Stored items from a collection:
<<<<
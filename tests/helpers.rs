/*
 * Copyright (c) 2025 Craig Hamilton and Contributors.
 * Licensed under either of
 *  - Apache License, Version 2.0 <http://www.apache.org/licenses/LICENSE-2.0> OR
 *  - MIT license <http://opensource.org/licenses/MIT>
 *  at your option.
 */
use async_trait::async_trait;
use bytes::Bytes;
use futures::StreamExt;
use gphotos::PhotosError;
use gphotos::api::{ApiRequest, ApiResponse, HttpMethod, RequestBody, Transport};
use serde::Deserialize;
use std::collections::VecDeque;
use std::fs::File;
use std::io::{self, BufReader};
use std::path::PathBuf;
use std::sync::{Arc, Mutex};
use url::Url;

#[derive(Deserialize, Debug)]
struct OAuth2TokenCache {
    access_token: String,
}

fn get_cached_token(path: PathBuf) -> anyhow::Result<OAuth2TokenCache> {
    let file = File::open(path)?;
    let reader = BufReader::new(file);
    Ok(serde_json::from_reader(reader)?)
}

/// Bearer token for live tests, either set directly or read from a token cache file
#[allow(dead_code)]
pub(crate) fn get_access_token() -> anyhow::Result<String> {
    if let Ok(token) = std::env::var("GOOGLE_PHOTOS_ACCESS_TOKEN") {
        return Ok(token);
    }
    let token_cache = std::env::var("GOOGLE_PHOTOS_TOKEN_CACHE")?;
    Ok(get_cached_token(token_cache.into())?.access_token)
}

/// A request as the transport saw it, with any streamed body fully read
#[derive(Debug, Clone)]
pub(crate) struct RecordedRequest {
    pub method: HttpMethod,
    pub url: Url,
    pub headers: Vec<(String, String)>,
    pub body: Vec<u8>,
    /// Set when reading the body stream failed
    pub body_error: Option<io::ErrorKind>,
}

#[allow(dead_code)]
impl RecordedRequest {
    pub fn header(&self, name: &str) -> Option<&str> {
        self.headers
            .iter()
            .find(|(k, _)| k.eq_ignore_ascii_case(name))
            .map(|(_, v)| v.as_str())
    }

    pub fn query(&self, key: &str) -> Option<String> {
        self.url
            .query_pairs()
            .find(|(k, _)| k == key)
            .map(|(_, v)| v.into_owned())
    }

    pub fn body_text(&self) -> String {
        String::from_utf8_lossy(&self.body).into_owned()
    }

    pub fn body_json(&self) -> serde_json::Value {
        serde_json::from_slice(&self.body).unwrap()
    }
}

/// In-memory transport answering with queued responses in order
#[derive(Default)]
pub(crate) struct ScriptedTransport {
    responses: Mutex<VecDeque<ApiResponse>>,
    requests: Mutex<Vec<RecordedRequest>>,
}

#[allow(dead_code)]
impl ScriptedTransport {
    pub fn new() -> Arc<Self> {
        Arc::new(Self::default())
    }

    pub fn push(&self, response: ApiResponse) {
        self.responses.lock().unwrap().push_back(response);
    }

    pub fn requests(&self) -> Vec<RecordedRequest> {
        self.requests.lock().unwrap().clone()
    }
}

#[async_trait]
impl Transport for ScriptedTransport {
    async fn execute(&self, request: ApiRequest) -> Result<ApiResponse, PhotosError> {
        let ApiRequest {
            method,
            url,
            headers,
            body,
        } = request;

        let mut data = Vec::new();
        let mut failure = None;
        match body {
            RequestBody::Empty => {}
            RequestBody::Bytes(bytes) => data.extend_from_slice(&bytes),
            RequestBody::Stream { mut stream, .. } => {
                while let Some(chunk) = stream.next().await {
                    match chunk {
                        Ok(chunk) => data.extend_from_slice(&chunk),
                        Err(e) => {
                            failure = Some(e);
                            break;
                        }
                    }
                }
            }
        }

        self.requests.lock().unwrap().push(RecordedRequest {
            method,
            url,
            headers,
            body: data,
            body_error: failure.as_ref().map(io::Error::kind),
        });
        if let Some(e) = failure {
            return Err(PhotosError::Io(e));
        }
        self.responses
            .lock()
            .unwrap()
            .pop_front()
            .ok_or(PhotosError::ResponseMissing())
    }
}

#[allow(dead_code)]
pub(crate) fn response(status: u16, body: &str) -> ApiResponse {
    ApiResponse {
        status,
        headers: Vec::new(),
        body: Bytes::from(body.to_string()),
    }
}

#[allow(dead_code)]
pub(crate) fn response_with_headers(status: u16, headers: &[(&str, &str)], body: &str) -> ApiResponse {
    ApiResponse {
        status,
        headers: headers
            .iter()
            .map(|(k, v)| (k.to_string(), v.to_string()))
            .collect(),
        body: Bytes::from(body.to_string()),
    }
}

/// Legacy feed document with the given openSearch counters and entries
#[allow(dead_code)]
pub(crate) fn atom_feed(
    total_results: Option<u32>,
    start_index: Option<u32>,
    entries: &[String],
) -> String {
    let mut counters = String::new();
    if let Some(total) = total_results {
        counters.push_str(&format!("<openSearch:totalResults>{total}</openSearch:totalResults>"));
    }
    if let Some(start) = start_index {
        counters.push_str(&format!("<openSearch:startIndex>{start}</openSearch:startIndex>"));
    }
    format!(
        "<?xml version='1.0' encoding='UTF-8'?>\
         <feed xmlns='http://www.w3.org/2005/Atom' \
               xmlns:openSearch='http://a9.com/-/spec/opensearch/1.1/' \
               xmlns:gphoto='http://schemas.google.com/photos/2007' \
               xmlns:media='http://search.yahoo.com/mrss/' \
               xmlns:gd='http://schemas.google.com/g/2005'>\
           <title>default</title>\
           {counters}{}\
         </feed>",
        entries.concat()
    )
}

#[allow(dead_code)]
pub(crate) fn album_entry(id: &str, title: &str) -> String {
    format!(
        "<entry gd:etag='\"etag-{id}\"'>\
           <title type='text'>{title}</title>\
           <gphoto:id>{id}</gphoto:id>\
           <gphoto:access>public</gphoto:access>\
         </entry>"
    )
}

#[allow(dead_code)]
pub(crate) fn photo_entry(id: &str, album_id: &str) -> String {
    format!(
        "<entry gd:etag='W/\"etag-{id}\"'>\
           <title type='text'>{id}.jpg</title>\
           <gphoto:id>{id}</gphoto:id>\
           <gphoto:albumid>{album_id}</gphoto:albumid>\
         </entry>"
    )
}

/// Single entry document as returned by create and update calls
#[allow(dead_code)]
pub(crate) fn standalone_entry(entry: &str) -> String {
    entry.replacen(
        "<entry ",
        "<entry xmlns='http://www.w3.org/2005/Atom' \
                xmlns:gphoto='http://schemas.google.com/photos/2007' \
                xmlns:gd='http://schemas.google.com/g/2005' ",
        1,
    )
}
>>>>
**Brief**
Emit the records above again, exactly, with no line skipped.

**Reply to the exercise**
filename tests/helpers.rs
/*
 * Copyright (c) 2025 Craig Hamilton and Contributors.
 * Licensed under either of
 *  - Apache License, Version 2.0 <http://www.apache.org/licenses/LICENSE-2.0> OR
 *  - MIT license <http://opensource.org/licenses/MIT>
 *  at your option.
 */
use async_trait::async_trait;
use bytes::Bytes;
use futures::StreamExt;
use gphotos::PhotosError;
use gphotos::api::{ApiRequest, ApiResponse, HttpMethod, RequestBody, Transport};
use serde::Deserialize;
use std::collections::VecDeque;
use std::fs::File;
use std::io::{self, BufReader};
use std::path::PathBuf;
use std::sync::{Arc, Mutex};
use url::Url;

#[derive(Deserialize, Debug)]
struct OAuth2TokenCache {
    access_token: String,
}

fn get_cached_token(path: PathBuf) -> anyhow::Result<OAuth2TokenCache> {
    let file = File::open(path)?;
    let reader = BufReader::new(file);
    Ok(serde_json::from_reader(reader)?)
}

/// Bearer token for live tests, either set directly or read from a token cache file
#[allow(dead_code)]
pub(crate) fn get_access_token() -> anyhow::Result<String> {
    if let Ok(token) = std::env::var("GOOGLE_PHOTOS_ACCESS_TOKEN") {
        return Ok(token);
    }
    let token_cache = std::env::var("GOOGLE_PHOTOS_TOKEN_CACHE")?;
    Ok(get_cached_token(token_cache.into())?.access_token)
}

/// A request as the transport saw it, with any streamed body fully read
#[derive(Debug, Clone)]
pub(crate) struct RecordedRequest {
    pub method: HttpMethod,
    pub url: Url,
    pub headers: Vec<(String, String)>,
    pub body: Vec<u8>,
    /// Set when reading the body stream failed
    pub body_error: Option<io::ErrorKind>,
}

#[allow(dead_code)]
impl RecordedRequest {
    pub fn header(&self, name: &str) -> Option<&str> {
        self.headers
            .iter()
            .find(|(k, _)| k.eq_ignore_ascii_case(name))
            .map(|(_, v)| v.as_str())
    }

    pub fn query(&self, key: &str) -> Option<String> {
        self.url
            .query_pairs()
            .find(|(k, _)| k == key)
            .map(|(_, v)| v.into_owned())
    }

    pub fn body_text(&self) -> String {
        String::from_utf8_lossy(&self.body).into_owned()
    }

    pub fn body_json(&self) -> serde_json::Value {
        serde_json::from_slice(&self.body).unwrap()
    }
}

/// In-memory transport answering with queued responses in order
#[derive(Default)]
pub(crate) struct ScriptedTransport {
    responses: Mutex<VecDeque<ApiResponse>>,
    requests: Mutex<Vec<RecordedRequest>>,
}

#[allow(dead_code)]
impl ScriptedTransport {
    pub fn new() -> Arc<Self> {
        Arc::new(Self::default())
    }

    pub fn push(&self, response: ApiResponse) {
        self.responses.lock().unwrap().push_back(response);
    }

    pub fn requests(&self) -> Vec<RecordedRequest> {
        self.requests.lock().unwrap().clone()
    }
}

#[async_trait]
impl Transport for ScriptedTransport {
    async fn execute(&self, request: ApiRequest) -> Result<ApiResponse, PhotosError> {
        let ApiRequest {
            method,
            url,
            headers,
            body,
        } = request;

        let mut data = Vec::new();
        let mut failure = None;
        match body {
            RequestBody::Empty => {}
            RequestBody::Bytes(bytes) => data.extend_from_slice(&bytes),
            RequestBody::Stream { mut stream, .. } => {
                while let Some(chunk) = stream.next().await {
                    match chunk {
                        Ok(chunk) => data.extend_from_slice(&chunk),
                        Err(e) => {
                            failure = Some(e);
                            break;
                        }
                    }
                }
            }
        }

        self.requests.lock().unwrap().push(RecordedRequest {
            method,
            url,
            headers,
            body: data,
            body_error: failure.as_ref().map(io::Error::kind),
        });
        if let Some(e) = failure {
            return Err(PhotosError::Io(e));
        }
        self.responses
            .lock()
            .unwrap()
            .pop_front()
            .ok_or(PhotosError::ResponseMissing())
    }
}

#[allow(dead_code)]
pub(crate) fn response(status: u16, body: &str) -> ApiResponse {
    ApiResponse {
        status,
        headers: Vec::new(),
        body: Bytes::from(body.to_string()),
    }
}

#[allow(dead_code)]
pub(crate) fn response_with_headers(status: u16, headers: &[(&str, &str)], body: &str) -> ApiResponse {
    ApiResponse {
        status,
        headers: headers
            .iter()
            .map(|(k, v)| (k.to_string(), v.to_string()))
            .collect(),
        body: Bytes::from(body.to_string()),
    }
}

/// Legacy feed document with the given openSearch counters and entries
#[allow(dead_code)]
pub(crate) fn atom_feed(
    total_results: Option<u32>,
    start_index: Option<u32>,
    entries: &[String],
) -> String {
    let mut counters = String::new();
    if let Some(total) = total_results {
        counters.push_str(&format!("<openSearch:totalResults>{total}</openSearch:totalResults>"));
    }
    if let Some(start) = start_index {
        counters.push_str(&format!("<openSearch:startIndex>{start}</openSearch:startIndex>"));
    }
    format!(
        "<?xml version='1.0' encoding='UTF-8'?>\
         <feed xmlns='http://www.w3.org/2005/Atom' \
               xmlns:openSearch='http://a9.com/-/spec/opensearch/1.1/' \
               xmlns:gphoto='http://schemas.google.com/photos/2007' \
               xmlns:media='http://search.yahoo.com/mrss/' \
               xmlns:gd='http://schemas.google.com/g/2005'>\
           <title>default</title>\
           {counters}{}\
         </feed>",
        entries.concat()
    )
}

#[allow(dead_code)]
pub(crate) fn album_entry(id: &str, title: &str) -> String {
    format!(
        "<entry gd:etag='\"etag-{id}\"'>\
           <title type='text'>{title}</title>\
           <gphoto:id>{id}</gphoto:id>\
           <gphoto:access>public</gphoto:access>\
         </entry>"
    )
}

#[allow(dead_code)]
pub(crate) fn photo_entry(id: &str, album_id: &str) -> String {
    format!(
        "<entry gd:etag='W/\"etag-{id}\"'>\
           <title type='text'>{id}.jpg</title>\
           <gphoto:id>{id}</gphoto:id>\
           <gphoto:albumid>{album_id}</gphoto:albumid>\
         </entry>"
    )
}

/// Single entry document as returned by create and update calls
#[allow(dead_code)]
pub(crate) fn standalone_entry(entry: &str) -> String {
    entry.replacen(
        "<entry ",
        "<entry xmlns='http://www.w3.org/2005/Atom' \
                xmlns:gphoto='http://schemas.google.com/photos/2007' \
                xmlns:gd='http://schemas.google.com/g/2005' ",
        1,
    )
}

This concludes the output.